(Stored items)
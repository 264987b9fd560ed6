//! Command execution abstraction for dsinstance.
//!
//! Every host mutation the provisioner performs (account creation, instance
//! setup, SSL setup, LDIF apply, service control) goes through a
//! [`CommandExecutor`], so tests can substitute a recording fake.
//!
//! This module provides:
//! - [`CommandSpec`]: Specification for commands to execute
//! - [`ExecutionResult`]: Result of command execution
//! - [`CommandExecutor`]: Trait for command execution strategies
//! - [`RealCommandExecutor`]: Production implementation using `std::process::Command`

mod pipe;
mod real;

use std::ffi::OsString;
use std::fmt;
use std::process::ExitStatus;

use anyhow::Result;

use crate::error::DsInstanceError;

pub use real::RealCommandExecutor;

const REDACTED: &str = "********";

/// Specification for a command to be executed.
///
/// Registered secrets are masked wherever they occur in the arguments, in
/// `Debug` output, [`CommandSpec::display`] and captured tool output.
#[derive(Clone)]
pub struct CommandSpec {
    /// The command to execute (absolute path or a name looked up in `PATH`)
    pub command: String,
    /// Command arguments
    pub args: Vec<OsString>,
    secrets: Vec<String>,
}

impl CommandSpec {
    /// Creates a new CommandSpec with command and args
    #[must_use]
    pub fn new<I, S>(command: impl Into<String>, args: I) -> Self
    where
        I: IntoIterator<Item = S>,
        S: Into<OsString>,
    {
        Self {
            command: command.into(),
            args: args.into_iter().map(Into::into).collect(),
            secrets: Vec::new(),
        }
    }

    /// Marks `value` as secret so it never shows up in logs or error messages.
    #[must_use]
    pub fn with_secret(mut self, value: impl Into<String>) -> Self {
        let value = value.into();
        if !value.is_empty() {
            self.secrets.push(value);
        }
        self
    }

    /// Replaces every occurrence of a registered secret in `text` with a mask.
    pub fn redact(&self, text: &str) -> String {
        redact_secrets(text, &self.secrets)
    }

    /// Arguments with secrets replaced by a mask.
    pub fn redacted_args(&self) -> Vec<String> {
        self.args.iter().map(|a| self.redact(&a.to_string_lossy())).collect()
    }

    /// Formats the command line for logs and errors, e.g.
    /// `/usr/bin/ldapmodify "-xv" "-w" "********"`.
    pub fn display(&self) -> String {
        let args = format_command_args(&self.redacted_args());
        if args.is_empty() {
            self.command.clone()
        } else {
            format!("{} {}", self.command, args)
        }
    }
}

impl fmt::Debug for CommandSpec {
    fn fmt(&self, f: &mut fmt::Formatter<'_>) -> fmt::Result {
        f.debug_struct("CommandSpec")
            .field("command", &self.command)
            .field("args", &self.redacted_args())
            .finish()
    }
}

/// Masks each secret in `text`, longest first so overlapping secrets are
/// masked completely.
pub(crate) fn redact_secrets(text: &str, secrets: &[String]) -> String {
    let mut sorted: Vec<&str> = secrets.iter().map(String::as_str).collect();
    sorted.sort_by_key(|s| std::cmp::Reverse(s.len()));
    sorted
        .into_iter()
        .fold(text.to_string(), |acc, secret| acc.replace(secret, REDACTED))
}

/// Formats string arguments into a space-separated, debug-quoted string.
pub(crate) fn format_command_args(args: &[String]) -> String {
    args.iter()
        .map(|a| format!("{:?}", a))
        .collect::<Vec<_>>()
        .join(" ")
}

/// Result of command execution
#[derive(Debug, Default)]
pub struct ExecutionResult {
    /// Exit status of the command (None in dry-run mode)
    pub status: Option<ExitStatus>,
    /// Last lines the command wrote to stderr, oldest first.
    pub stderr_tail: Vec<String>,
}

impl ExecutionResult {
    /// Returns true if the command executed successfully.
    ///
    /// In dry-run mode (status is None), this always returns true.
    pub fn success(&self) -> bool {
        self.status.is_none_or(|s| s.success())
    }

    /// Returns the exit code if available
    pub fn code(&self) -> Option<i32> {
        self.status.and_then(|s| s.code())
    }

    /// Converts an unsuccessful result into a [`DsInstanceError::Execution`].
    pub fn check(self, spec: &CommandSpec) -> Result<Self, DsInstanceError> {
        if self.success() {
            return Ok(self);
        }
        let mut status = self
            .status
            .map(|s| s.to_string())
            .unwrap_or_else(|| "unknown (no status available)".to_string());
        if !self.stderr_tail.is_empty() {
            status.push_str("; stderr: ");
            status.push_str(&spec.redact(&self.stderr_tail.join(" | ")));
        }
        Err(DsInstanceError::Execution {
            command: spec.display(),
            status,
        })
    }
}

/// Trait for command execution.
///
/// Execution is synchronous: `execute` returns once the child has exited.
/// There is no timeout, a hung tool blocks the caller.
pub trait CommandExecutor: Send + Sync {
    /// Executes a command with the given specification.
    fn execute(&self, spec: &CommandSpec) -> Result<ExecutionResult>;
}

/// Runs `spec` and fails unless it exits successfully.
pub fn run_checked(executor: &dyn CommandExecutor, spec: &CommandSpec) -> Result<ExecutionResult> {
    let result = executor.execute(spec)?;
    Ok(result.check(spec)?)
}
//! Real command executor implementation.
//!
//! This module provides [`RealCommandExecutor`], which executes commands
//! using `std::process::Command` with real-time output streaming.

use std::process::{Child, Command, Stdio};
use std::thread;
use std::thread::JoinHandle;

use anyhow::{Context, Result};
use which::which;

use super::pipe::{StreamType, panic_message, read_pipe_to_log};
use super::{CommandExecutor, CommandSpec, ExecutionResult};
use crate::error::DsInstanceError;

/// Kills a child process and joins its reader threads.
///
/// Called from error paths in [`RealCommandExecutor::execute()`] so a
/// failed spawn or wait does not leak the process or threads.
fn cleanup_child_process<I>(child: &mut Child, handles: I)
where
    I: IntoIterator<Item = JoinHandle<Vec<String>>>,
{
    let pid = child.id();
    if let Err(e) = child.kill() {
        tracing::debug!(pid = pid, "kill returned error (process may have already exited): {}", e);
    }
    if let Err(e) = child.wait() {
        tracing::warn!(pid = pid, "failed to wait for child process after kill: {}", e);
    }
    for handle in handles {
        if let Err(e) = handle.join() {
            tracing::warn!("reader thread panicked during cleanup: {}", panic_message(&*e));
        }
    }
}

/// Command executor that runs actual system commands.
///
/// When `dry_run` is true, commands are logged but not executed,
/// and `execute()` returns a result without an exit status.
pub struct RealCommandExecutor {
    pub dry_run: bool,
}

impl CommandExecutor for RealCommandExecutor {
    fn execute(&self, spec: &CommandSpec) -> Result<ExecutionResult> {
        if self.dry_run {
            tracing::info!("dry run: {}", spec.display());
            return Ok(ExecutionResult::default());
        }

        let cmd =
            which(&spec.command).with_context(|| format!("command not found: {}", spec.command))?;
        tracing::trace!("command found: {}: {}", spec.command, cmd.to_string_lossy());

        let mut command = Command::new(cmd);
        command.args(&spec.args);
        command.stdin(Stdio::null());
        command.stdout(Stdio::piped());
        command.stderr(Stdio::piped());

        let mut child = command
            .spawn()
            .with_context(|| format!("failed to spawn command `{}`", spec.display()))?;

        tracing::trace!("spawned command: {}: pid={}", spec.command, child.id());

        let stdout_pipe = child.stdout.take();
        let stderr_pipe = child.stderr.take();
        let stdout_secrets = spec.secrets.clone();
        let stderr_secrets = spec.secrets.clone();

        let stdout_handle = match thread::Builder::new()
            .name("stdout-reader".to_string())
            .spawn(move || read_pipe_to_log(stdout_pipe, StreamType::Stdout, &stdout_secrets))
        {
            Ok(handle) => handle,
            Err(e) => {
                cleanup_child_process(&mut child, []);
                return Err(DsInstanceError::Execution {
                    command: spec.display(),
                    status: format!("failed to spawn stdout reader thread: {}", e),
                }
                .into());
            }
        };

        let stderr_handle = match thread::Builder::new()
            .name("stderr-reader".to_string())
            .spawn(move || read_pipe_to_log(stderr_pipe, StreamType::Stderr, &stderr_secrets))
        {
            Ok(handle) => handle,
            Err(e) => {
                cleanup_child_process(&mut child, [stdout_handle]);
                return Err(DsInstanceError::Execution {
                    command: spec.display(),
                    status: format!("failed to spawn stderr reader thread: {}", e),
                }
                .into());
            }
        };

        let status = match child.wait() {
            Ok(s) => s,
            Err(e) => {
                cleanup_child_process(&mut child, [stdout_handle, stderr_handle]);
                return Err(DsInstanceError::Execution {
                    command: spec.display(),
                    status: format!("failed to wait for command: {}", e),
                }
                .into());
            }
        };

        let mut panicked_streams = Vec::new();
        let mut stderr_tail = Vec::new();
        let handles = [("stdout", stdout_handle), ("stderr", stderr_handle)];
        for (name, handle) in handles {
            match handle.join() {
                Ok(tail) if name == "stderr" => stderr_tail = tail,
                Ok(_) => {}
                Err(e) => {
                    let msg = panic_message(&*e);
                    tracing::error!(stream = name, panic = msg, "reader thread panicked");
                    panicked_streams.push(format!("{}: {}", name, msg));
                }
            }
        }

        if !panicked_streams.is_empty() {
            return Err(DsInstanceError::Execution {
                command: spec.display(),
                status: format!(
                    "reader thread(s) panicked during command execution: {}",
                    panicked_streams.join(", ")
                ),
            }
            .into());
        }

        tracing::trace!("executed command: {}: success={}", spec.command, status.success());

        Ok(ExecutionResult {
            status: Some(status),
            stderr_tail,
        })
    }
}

Task prompt: Check every line above for the string "executed" and copy those that have it.

Solution:
/// Specification for a command to be executed.
    /// Returns true if the command executed successfully.
/// When `dry_run` is true, commands are logged but not executed,
        tracing::trace!("executed command: {}: success={}", spec.command, status.success());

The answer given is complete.